Chili is usually a Fall season food, but this last little bit of April has been unusually cold and rainy, and the other night we really wanted comfort food.
Fun Fact: I’m not a meat eater (it’s a boring story, so we’ll skip it). Mr. SuzerSpace does eat meat, but since he really likes to cook, it’s not a deal breaker.
Meatless chili recipes tend to splinter off into mostly two groups – the types that are more bean salad with sauce, or the ones with so many special expensive ingredients that they really aren’t chili anymore.
I’ve been tweaking my own recipe for many, many years, and have come up with a version that we both really like. I think it’s a pretty good compliment that Mr. SuzerSpace will actually request this meal vs. cooking up his own version with more standard ingredients. He also likes to serve this on top of a hot dog – his own “healthyized” version of a chili dog.
There is one special ingredient in this recipe – TVP – also known as Texturized Vegetable Protein. If you go googling this, it sounds weird and scary (doomsday preppers buy it by the pallet). It looks like spray insulation, and if you don’t add anything to it when you cook it, it takes about the same.
My trick is to add layers of flavor to it at every stage – I add Soy Sauce to the water for rehydrating it, and I cook it with the onions and spices BEFORE I add in the other ingredients so it has a good amount of time to soak up all the flavors.
Personally, I buy small bags of the Bob’s Red Mill Brand (not a paid endorsement – it’s just the only version I’ve used). It’s in the health market section of my regular grocery store, or I can find it at Trader Joe’s and Sprouts.

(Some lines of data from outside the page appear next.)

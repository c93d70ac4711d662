// Conversions between bytes, field elements and x-only points.
use crate::pke::arith::{FieldElement, ONE};
use crate::pke::curve25519::ProjectivePoint;

/// Decode a little-endian u-coordinate. Values >= p are reduced, not rejected.
pub fn bytes_to_field(bytes: &[u8; 32]) -> FieldElement {
    FieldElement::from_bytes(bytes)
}

pub fn field_to_bytes(x: &FieldElement) -> [u8; 32] {
    x.to_bytes()
}

/// Affine x of a point, or `None` for the point at infinity.
pub fn to_compressed(q: &ProjectivePoint) -> Option<FieldElement> {
    if q.is_infinity() {
        return None;
    }
    Some(q.x * q.z.inverse())
}

/// `None` maps to the neutral element (1:0), `x` to (x:1).
pub fn to_projective(x: Option<FieldElement>) -> ProjectivePoint {
    match x {
        Some(x) => ProjectivePoint { x, z: ONE },
        None => ProjectivePoint::NEUTRAL,
    }
}

/// Encode a compressed point; the point at infinity becomes 32 zero bytes.
pub fn compressed_to_bytes(x: Option<FieldElement>) -> [u8; 32] {
    x.map(|x| field_to_bytes(&x)).unwrap_or([0u8; 32])
}

#[test]
fn infinity_round_trip() {
    let o = to_projective(None);
    assert!(o.is_infinity());
    assert_eq!(to_compressed(&o), None);
    assert_eq!(compressed_to_bytes(None), [0u8; 32]);
}

#[test]
fn compress_normalizes_z() {
    let x = FieldElement::from_u16(9);
    let z = FieldElement::from_u16(7);
    let q = ProjectivePoint { x: x * z, z };
    assert_eq!(to_compressed(&q), Some(x));
    assert_eq!(to_projective(Some(x)), ProjectivePoint { x, z: ONE });
}

#[test]
fn codec_round_trip() {
    use rand::prelude::*;
    use rand_chacha::ChaCha20Rng;

    let mut rng = ChaCha20Rng::from_entropy();
    let mut raw = [0u8; 32];
    for _ in 0..1000 {
        rng.fill_bytes(&mut raw);
        let x = bytes_to_field(&raw);
        assert_eq!(bytes_to_field(&field_to_bytes(&x)), x);
        assert_eq!(to_compressed(&to_projective(Some(x))), Some(x));
    }
}
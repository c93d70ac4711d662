//! X25519 Diffie-Hellman key agreement over Curve25519 (RFC 7748).
//!
//! Layers, leaves first: field arithmetic over GF(2^255 - 19)
//! ([`pke::arith`]), x-only projective point operations
//! ([`pke::curve25519`]), the Montgomery ladder ([`pke::ladder`]), byte and
//! point encodings ([`pke::codec`]) and the key agreement entry points
//! ([`pke::ecdh`], [`pke::key`]).
pub mod common;
pub mod pke;
pub mod util;

pub use common::X25519Error;
pub use pke::ecdh::{
    compute_shared_secret, compute_shared_secret_with, derive_public_key, Validation,
};
pub use pke::key::{SharedSecret, X25519PrivateKey, X25519PublicKey};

You can leave the TVP out of the dish and it’s still good. Before I discovered TVP I made this using the veggie burger crumbles from the frozen food section. I like the texture of TVP better, it keeps forever in the cabinet, and it is much more economical.
The great thing about this (any any good chili recipe) is you can make a big batch and eat it for days, or freeze leftovers. And it scales up or down beautifully.
Vegetarian Black Bean Chili
- 1 cup Textured Vegetable Protein small crumble version
- 3/4 cup Warm Water
- 3 Tablespoons Soy Sauce Low Sodium
- 2 cans Black Beans Rinsed and Drained
- 2 cans Diced Tomatoes with Green Chilies Drain off some, but not all of the liquid
- 1 can Garbanzo Beans Rinsed and Drained
- 1/2 small Onion (White or Vidalia) large dice
- 4-6 oz Frozen Sliced Carrots
- 8 ounces Tomato Sauce
- Shredded Cheese For topping, if desired
- Sour Cream For topping, if desired
Chili Spice Mix
- 1 1/2 Tablespoons Chili Power
- 3/4 Teaspoon Ground Cumin
- 1 Teaspoon Garlic Powder
- 1 Teaspoon Onion Powder
- 1 Teaspoon Paprika
Prepare the TVP
In a medium bowl, add TVP, the warm water and Soy Sauce.
Stir to combine (mixture should be watery).
Allow TVP to absorb liquids for about a half hour. This is a good time to chop the onion, open and drain and rinse canned items and drink a beer.
Create Chili Spice Mix
Combine all spice items in a small dish and mix gently. Set aside
Cook the TVP
In a large dutch oven, stock pot or other deep pot with a lid, saute the onion in a bit of olive oil until translucent. It is OK for the onion to brown, but do not let it burn.
Add the TVP to the cooked onion and continue cooking over medium heat. TVP won't brown like ground beef, but cook and stir in the same manner. The object is for it to warm and pick up the oniony olive oil flavors.
Sprinkle the spice mix over the cooking TVP and onion mixture, and stir to combine throughly. Be sure to not let spices burn on bottom of pot.
Create the Chili
Add all the canned ingredients and stir. If mixture is too dry, add a little water.
Continue cooking over medium heat, stirring often to keep items at bottom of pot from sticking.
Bring to a simmer, and then add frozen carrots, stir again, and then lower heat and put lid on pot.
Cook until carrots are tender, and then serve. Add topping as desired.